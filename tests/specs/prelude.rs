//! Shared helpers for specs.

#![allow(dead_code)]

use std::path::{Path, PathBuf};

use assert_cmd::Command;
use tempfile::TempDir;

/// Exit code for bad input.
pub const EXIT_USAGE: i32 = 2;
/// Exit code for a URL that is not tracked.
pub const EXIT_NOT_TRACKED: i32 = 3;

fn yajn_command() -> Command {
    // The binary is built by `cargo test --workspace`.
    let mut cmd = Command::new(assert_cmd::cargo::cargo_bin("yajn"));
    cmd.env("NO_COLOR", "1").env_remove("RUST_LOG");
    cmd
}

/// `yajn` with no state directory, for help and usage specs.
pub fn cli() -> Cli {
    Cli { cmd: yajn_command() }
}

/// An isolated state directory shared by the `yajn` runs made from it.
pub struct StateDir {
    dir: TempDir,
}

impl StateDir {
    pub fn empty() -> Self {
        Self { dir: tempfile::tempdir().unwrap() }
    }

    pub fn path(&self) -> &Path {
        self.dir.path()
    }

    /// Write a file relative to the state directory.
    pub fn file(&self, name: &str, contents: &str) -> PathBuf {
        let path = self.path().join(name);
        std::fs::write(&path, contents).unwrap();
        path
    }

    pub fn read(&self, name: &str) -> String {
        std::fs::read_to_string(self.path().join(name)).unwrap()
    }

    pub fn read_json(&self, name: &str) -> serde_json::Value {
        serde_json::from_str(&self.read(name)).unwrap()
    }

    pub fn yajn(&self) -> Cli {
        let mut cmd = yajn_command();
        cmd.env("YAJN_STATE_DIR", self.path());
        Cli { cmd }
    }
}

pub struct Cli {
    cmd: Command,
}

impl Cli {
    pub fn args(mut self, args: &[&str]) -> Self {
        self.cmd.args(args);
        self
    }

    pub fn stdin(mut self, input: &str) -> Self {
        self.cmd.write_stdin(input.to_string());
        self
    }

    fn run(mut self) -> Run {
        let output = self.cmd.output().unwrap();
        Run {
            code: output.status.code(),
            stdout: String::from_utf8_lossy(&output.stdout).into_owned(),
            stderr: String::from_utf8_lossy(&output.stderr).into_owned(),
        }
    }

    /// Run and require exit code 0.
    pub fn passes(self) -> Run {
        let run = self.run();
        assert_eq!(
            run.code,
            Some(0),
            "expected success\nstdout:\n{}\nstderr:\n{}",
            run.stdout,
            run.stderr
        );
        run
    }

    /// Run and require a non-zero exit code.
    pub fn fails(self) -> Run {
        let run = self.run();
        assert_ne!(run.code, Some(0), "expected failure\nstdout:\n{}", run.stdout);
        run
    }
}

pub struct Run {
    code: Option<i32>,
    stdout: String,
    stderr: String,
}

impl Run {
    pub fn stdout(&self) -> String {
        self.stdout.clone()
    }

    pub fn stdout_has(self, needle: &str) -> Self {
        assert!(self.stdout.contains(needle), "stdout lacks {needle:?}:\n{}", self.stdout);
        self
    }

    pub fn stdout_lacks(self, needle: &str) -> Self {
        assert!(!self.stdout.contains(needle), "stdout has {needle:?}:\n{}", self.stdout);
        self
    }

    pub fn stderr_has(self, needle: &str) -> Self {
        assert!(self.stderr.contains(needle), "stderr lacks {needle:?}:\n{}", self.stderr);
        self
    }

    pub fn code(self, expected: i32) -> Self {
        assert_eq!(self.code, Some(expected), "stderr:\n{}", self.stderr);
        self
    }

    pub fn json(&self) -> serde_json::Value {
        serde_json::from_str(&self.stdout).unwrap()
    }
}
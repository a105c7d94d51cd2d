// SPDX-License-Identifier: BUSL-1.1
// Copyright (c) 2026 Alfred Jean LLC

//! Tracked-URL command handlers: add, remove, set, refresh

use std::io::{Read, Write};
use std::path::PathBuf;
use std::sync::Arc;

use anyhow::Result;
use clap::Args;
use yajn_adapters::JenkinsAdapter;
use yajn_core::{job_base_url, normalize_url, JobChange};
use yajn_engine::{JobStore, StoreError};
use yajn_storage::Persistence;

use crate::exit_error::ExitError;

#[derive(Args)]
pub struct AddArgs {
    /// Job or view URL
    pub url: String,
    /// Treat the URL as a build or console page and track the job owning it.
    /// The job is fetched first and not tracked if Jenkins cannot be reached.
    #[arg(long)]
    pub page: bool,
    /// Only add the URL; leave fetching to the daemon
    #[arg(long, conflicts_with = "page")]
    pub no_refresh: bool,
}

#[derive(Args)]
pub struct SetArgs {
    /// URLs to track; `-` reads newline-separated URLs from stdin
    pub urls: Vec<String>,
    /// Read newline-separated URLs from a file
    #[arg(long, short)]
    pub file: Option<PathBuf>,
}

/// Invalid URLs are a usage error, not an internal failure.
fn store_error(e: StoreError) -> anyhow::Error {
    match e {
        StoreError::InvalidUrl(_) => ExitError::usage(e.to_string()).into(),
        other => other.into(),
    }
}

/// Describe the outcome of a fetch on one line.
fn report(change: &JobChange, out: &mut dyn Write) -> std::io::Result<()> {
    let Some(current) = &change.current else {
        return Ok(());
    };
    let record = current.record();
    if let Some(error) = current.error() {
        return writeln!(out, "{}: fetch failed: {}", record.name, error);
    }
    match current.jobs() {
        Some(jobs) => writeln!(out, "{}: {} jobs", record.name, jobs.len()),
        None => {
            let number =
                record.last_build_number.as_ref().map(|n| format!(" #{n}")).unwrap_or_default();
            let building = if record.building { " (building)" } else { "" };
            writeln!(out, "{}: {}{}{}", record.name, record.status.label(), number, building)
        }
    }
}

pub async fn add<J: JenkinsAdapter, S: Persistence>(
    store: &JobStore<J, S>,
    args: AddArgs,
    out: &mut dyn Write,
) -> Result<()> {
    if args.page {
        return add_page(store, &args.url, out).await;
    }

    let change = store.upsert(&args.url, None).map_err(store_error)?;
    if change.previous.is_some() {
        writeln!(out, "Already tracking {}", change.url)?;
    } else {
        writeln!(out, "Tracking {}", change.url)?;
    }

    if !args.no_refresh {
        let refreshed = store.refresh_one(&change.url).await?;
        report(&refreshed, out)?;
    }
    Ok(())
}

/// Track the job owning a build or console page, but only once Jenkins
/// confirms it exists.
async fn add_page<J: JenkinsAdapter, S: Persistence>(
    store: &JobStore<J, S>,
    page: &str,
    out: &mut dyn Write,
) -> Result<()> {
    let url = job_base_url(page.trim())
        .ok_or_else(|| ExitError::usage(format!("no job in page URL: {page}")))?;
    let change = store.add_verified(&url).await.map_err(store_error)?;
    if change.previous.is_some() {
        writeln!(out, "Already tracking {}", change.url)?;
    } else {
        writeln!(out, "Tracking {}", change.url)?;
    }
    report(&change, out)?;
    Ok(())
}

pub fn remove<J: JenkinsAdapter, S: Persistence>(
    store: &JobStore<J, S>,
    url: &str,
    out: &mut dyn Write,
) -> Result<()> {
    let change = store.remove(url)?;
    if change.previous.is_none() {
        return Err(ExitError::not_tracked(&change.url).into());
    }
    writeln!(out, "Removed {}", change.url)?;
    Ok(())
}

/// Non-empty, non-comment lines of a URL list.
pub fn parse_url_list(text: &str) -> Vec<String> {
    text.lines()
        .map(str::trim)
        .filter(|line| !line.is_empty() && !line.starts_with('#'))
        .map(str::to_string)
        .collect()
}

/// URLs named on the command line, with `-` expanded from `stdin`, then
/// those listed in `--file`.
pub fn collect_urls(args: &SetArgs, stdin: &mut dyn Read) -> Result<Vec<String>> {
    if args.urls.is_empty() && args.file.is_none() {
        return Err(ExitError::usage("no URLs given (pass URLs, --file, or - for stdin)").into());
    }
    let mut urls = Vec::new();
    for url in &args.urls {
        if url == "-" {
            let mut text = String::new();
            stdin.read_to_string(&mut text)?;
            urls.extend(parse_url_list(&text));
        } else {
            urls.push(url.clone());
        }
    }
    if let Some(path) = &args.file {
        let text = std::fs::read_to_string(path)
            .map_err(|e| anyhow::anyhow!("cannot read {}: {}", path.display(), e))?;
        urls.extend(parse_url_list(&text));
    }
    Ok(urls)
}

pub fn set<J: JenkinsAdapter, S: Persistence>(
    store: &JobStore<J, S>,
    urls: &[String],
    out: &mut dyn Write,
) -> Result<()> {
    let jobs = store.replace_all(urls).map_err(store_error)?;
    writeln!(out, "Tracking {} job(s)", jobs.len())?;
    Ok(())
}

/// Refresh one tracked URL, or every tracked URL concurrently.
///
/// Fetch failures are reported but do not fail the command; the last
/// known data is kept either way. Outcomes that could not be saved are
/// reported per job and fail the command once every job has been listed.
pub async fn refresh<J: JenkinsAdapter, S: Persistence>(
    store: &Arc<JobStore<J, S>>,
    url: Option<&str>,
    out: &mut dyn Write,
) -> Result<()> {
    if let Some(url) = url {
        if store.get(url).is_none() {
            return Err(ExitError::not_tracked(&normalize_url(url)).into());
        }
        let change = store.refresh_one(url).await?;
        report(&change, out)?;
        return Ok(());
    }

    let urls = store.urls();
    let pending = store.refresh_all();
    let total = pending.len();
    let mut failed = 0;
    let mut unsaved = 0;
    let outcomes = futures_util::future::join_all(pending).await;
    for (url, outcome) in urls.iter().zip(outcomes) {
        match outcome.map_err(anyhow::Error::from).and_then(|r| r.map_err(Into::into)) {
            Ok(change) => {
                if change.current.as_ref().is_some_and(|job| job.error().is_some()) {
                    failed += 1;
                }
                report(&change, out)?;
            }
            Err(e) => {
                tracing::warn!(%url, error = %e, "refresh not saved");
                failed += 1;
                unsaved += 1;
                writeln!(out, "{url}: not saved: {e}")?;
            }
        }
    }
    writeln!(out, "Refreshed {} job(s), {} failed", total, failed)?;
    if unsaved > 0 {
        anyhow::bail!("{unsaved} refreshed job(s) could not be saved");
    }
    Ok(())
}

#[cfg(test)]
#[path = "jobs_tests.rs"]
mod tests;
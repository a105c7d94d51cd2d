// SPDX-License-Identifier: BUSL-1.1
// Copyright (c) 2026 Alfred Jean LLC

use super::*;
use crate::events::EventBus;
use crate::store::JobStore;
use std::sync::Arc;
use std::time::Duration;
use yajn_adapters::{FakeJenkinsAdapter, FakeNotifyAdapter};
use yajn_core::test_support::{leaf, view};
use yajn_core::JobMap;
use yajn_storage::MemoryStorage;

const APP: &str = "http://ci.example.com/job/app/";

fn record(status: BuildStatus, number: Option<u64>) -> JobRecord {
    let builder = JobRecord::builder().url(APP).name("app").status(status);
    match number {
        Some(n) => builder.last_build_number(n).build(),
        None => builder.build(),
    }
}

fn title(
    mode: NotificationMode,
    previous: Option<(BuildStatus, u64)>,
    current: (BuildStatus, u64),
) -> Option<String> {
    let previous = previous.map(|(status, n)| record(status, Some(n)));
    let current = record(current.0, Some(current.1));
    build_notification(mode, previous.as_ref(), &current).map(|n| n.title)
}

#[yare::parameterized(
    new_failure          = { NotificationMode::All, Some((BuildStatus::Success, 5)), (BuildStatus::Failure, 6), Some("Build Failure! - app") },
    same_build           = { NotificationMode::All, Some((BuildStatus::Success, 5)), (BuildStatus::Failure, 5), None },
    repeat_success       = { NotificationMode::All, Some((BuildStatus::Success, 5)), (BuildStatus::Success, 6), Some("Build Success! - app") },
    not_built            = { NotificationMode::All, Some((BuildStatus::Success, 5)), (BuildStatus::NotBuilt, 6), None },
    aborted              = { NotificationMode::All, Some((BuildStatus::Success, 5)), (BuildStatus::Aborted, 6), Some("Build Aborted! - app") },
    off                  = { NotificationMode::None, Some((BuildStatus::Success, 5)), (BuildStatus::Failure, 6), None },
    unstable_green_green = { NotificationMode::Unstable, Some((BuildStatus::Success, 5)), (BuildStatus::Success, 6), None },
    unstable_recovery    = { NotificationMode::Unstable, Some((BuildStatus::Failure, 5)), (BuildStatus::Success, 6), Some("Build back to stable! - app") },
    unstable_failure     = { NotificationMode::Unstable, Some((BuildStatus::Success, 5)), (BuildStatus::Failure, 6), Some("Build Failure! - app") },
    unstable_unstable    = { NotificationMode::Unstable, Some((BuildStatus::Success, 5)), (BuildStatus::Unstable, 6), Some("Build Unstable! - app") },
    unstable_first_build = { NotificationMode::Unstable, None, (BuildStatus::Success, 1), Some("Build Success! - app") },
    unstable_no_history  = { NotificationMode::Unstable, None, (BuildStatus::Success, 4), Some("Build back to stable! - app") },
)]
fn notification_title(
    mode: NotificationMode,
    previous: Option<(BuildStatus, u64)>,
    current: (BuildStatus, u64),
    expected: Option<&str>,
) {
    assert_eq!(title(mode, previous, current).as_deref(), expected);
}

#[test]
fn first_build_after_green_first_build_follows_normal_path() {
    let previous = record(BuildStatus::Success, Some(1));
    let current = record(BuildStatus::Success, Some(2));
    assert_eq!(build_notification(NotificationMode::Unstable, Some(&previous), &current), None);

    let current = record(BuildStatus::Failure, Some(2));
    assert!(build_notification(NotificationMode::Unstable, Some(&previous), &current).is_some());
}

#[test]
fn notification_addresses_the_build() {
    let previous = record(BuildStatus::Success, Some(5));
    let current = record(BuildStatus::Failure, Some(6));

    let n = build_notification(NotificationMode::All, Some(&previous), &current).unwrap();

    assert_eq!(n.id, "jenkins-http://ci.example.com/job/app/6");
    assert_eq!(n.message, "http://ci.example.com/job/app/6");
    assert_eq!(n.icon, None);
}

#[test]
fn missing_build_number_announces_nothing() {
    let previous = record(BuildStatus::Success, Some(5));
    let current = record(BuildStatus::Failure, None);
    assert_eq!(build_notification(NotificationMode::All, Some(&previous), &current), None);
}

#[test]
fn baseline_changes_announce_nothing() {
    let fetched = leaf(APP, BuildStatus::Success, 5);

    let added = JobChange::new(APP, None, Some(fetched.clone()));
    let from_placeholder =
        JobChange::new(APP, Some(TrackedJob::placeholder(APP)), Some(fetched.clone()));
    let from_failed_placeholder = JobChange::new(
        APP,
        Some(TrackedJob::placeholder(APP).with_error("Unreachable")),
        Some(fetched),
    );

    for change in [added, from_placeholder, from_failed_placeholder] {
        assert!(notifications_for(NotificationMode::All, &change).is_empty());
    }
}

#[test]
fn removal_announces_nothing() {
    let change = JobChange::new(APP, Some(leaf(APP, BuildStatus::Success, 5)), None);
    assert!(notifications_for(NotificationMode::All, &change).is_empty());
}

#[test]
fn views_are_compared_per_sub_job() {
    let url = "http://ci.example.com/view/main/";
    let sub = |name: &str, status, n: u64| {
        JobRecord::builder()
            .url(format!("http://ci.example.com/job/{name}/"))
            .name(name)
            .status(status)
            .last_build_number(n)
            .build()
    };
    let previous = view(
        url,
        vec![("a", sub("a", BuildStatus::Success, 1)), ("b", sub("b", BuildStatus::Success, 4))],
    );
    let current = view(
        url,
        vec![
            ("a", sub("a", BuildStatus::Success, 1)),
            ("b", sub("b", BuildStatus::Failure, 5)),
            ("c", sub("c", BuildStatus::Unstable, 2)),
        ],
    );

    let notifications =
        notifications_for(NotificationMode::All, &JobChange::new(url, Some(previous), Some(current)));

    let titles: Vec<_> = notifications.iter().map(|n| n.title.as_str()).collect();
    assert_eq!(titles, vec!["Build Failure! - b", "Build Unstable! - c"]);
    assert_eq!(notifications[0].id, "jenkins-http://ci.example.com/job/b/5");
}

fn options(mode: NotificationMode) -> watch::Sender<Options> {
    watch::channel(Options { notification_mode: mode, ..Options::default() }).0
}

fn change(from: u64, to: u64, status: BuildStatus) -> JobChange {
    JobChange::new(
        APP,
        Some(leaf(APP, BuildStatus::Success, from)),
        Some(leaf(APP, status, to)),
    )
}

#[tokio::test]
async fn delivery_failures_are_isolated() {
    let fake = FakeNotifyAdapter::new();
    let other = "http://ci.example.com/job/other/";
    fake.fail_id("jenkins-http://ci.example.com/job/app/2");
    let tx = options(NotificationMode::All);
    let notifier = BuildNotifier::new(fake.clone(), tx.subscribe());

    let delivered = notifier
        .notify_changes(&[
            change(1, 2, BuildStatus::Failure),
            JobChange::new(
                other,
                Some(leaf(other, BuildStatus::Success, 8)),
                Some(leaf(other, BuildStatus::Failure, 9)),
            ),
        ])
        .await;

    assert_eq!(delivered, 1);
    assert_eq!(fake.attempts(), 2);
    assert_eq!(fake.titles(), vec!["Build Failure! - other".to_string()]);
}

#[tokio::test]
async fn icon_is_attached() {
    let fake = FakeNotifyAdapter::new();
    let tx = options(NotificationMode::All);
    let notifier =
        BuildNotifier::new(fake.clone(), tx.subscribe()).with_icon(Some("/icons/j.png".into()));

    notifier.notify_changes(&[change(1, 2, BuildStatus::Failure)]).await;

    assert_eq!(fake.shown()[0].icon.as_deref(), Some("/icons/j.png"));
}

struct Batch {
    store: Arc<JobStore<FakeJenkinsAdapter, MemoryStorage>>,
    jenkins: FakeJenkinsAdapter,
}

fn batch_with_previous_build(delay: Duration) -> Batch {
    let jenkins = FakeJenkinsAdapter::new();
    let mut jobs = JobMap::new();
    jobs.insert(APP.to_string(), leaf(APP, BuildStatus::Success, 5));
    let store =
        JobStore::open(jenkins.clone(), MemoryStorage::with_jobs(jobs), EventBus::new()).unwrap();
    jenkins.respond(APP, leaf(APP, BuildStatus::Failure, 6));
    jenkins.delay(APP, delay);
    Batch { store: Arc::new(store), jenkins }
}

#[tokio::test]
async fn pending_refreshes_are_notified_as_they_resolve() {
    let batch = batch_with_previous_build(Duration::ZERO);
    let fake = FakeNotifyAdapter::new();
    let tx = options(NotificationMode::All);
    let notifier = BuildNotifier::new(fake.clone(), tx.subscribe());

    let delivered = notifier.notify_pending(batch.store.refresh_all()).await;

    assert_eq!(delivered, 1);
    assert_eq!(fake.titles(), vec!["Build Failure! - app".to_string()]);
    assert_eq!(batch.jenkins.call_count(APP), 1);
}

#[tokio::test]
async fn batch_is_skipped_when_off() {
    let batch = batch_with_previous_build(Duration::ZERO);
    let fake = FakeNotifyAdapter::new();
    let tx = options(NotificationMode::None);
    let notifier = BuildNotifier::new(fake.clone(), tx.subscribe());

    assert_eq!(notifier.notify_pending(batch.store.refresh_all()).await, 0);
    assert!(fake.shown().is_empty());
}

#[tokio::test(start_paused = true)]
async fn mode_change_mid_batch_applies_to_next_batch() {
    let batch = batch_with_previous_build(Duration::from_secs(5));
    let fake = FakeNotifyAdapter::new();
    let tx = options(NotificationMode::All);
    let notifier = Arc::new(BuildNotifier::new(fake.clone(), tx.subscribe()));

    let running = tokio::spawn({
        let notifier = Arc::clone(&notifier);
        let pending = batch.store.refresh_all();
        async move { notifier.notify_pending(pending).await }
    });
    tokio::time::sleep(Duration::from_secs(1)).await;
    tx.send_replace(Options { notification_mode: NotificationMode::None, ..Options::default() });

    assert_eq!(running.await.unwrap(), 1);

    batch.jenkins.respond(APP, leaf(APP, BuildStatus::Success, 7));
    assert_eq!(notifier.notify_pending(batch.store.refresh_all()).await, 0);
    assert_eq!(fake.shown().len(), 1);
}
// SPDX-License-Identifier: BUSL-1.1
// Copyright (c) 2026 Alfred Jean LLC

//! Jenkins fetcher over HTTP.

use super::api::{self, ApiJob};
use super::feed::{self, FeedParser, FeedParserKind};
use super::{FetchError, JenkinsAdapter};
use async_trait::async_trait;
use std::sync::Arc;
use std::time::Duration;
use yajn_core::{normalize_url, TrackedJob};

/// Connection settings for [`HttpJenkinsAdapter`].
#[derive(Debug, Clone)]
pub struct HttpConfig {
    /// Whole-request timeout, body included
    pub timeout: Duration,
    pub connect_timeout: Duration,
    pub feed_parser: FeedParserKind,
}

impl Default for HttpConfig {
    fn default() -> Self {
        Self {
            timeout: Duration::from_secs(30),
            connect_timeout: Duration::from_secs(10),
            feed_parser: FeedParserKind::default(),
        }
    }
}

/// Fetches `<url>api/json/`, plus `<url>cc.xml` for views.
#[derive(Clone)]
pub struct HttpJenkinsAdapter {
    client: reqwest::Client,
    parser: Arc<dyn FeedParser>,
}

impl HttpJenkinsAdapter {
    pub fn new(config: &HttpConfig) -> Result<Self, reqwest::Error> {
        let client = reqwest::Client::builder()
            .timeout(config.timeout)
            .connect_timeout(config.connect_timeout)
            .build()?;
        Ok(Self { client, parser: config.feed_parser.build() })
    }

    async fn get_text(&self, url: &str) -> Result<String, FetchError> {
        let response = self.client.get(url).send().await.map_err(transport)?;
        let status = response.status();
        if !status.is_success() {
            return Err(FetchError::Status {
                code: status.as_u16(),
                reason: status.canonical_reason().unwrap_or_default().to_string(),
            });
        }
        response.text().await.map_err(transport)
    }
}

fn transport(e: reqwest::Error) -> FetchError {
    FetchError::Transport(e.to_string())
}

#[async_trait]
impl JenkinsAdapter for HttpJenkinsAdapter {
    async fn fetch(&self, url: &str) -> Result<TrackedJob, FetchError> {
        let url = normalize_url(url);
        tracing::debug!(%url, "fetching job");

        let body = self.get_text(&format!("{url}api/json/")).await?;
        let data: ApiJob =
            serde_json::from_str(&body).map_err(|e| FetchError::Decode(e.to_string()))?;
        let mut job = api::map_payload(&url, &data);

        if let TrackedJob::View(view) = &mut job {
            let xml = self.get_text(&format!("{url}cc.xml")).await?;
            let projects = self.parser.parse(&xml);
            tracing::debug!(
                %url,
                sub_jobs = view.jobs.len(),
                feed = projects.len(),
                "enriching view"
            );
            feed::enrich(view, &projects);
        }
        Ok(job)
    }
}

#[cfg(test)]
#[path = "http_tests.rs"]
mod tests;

□ □ □ □ □

**Task details:** Reproduce every line of the material above that has the string "builder".

**Response to this exercise:**
    let builder = JobRecord::builder().url(APP).name("app").status(status);
        Some(n) => builder.last_build_number(n).build(),
        None => builder.build(),
        JobRecord::builder()
        let client = reqwest::Client::builder()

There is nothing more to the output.